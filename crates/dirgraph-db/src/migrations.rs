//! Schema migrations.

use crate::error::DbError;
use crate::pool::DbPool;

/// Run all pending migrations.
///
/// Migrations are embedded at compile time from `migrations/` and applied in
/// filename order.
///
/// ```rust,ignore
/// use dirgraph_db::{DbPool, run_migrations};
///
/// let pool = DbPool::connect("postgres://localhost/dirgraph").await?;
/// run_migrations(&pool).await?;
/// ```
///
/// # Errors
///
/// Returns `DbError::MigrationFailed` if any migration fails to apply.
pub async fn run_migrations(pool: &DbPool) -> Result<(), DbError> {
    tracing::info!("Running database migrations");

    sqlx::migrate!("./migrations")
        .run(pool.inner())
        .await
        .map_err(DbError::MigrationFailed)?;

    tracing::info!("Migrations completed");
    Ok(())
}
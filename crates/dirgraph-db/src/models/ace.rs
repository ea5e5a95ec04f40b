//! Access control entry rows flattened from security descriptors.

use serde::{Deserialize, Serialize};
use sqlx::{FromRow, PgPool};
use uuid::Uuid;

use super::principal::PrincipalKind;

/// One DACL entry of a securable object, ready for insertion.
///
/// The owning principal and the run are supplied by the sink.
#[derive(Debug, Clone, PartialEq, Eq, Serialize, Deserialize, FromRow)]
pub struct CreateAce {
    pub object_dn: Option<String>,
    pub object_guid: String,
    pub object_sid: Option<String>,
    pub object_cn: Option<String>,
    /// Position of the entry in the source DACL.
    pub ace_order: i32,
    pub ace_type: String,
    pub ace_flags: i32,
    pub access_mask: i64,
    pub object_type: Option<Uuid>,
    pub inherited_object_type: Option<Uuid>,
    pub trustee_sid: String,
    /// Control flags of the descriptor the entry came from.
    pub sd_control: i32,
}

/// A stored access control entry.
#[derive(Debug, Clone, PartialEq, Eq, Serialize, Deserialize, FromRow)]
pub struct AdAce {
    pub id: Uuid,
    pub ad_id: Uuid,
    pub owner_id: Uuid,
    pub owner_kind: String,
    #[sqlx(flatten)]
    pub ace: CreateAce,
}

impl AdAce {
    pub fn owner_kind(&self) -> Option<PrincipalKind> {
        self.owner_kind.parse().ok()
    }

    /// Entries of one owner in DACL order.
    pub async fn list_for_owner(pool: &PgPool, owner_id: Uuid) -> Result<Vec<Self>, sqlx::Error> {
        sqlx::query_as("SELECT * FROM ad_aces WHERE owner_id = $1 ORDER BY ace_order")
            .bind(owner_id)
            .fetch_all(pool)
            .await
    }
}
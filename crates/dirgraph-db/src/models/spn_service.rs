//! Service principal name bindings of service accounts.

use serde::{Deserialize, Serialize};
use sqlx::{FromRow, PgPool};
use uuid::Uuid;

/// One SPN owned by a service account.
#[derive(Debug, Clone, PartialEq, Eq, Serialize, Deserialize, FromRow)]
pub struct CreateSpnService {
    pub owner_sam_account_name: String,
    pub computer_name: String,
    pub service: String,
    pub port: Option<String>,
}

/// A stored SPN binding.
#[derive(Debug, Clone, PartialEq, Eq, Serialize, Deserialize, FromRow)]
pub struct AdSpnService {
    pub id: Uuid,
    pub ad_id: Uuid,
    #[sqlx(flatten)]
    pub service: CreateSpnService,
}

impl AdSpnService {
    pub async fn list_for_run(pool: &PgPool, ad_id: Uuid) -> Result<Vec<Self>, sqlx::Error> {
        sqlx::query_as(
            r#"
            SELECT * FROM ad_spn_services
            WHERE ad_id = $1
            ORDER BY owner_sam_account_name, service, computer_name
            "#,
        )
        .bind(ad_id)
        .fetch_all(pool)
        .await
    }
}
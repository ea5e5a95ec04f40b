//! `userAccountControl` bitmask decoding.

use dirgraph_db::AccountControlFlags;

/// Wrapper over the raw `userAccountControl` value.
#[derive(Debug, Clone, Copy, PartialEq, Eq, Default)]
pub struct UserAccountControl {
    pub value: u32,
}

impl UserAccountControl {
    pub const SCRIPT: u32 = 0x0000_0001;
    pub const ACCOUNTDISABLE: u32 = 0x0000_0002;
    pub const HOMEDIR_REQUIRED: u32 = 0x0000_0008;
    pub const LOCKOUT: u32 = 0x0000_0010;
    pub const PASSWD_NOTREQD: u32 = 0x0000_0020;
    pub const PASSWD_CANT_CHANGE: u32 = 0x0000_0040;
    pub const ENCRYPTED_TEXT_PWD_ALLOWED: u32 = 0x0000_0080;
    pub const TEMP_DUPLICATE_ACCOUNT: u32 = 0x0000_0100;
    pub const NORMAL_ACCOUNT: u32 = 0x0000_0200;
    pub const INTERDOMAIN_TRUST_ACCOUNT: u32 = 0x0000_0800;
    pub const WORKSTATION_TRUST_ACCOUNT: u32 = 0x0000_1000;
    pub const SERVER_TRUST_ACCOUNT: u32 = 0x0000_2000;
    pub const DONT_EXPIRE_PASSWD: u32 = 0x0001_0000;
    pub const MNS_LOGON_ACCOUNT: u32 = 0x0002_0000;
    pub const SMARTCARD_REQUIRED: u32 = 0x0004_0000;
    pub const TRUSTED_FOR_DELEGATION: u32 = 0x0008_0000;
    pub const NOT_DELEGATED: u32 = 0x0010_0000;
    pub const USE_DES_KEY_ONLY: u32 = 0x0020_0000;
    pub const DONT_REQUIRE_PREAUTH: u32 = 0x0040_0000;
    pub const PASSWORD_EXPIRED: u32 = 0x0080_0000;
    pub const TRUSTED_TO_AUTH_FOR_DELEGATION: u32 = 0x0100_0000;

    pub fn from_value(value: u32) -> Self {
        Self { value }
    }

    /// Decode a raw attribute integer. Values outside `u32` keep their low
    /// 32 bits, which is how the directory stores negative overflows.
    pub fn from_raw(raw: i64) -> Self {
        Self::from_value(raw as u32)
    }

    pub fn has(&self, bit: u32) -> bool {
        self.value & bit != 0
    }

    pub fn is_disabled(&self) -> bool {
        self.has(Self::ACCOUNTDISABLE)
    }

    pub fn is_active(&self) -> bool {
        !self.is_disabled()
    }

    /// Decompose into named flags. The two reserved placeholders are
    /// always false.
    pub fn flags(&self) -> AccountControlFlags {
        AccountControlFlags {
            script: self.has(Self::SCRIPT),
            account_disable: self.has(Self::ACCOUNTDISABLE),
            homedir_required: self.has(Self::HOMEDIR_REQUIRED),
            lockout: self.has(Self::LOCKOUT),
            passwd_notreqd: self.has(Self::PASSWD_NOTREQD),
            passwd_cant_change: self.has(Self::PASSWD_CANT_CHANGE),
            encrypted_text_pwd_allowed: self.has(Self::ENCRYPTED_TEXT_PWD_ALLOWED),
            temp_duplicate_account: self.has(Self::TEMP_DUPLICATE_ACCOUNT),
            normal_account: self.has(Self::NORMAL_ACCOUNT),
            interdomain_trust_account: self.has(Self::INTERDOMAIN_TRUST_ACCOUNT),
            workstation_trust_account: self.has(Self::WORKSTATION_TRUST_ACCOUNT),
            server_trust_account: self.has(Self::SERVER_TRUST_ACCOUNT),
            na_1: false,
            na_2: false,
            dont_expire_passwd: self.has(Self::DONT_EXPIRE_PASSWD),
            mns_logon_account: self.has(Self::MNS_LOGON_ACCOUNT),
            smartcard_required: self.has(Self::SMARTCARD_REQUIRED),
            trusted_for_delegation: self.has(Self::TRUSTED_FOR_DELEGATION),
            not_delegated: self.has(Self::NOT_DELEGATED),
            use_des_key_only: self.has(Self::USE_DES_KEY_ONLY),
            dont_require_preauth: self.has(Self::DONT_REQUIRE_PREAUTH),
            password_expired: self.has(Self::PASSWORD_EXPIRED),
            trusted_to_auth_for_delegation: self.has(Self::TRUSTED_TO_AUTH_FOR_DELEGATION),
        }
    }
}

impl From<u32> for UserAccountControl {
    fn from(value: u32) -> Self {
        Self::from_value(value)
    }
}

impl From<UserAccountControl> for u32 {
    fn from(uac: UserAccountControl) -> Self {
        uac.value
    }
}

• _Task details_
Lines in the data that hold "MigrationFailed" must be located and copied.

• _Solution for this exercise_
/// Returns `DbError::MigrationFailed` if any migration fails to apply.
        .map_err(DbError::MigrationFailed)?;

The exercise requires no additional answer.